Collected data entries —
##############################

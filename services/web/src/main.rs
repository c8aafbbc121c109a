use diabetes_care_web::run;

#[tokio::main(flavor = "current_thread")]
async fn main() {
    if let Err(err) = run().await {
        eprintln!("application error: {err}");
        std::process::exit(1);
    }
}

##############################

Problem — Down to the last line, restate the records exactly.

Problem solution —
filename services/web/src/main.rs
repository c8aafbbc121c109a
use diabetes_care_web::run;

#[tokio::main(flavor = "current_thread")]
async fn main() {
    if let Err(err) = run().await {
        eprintln!("application error: {err}");
        std::process::exit(1);
    }
}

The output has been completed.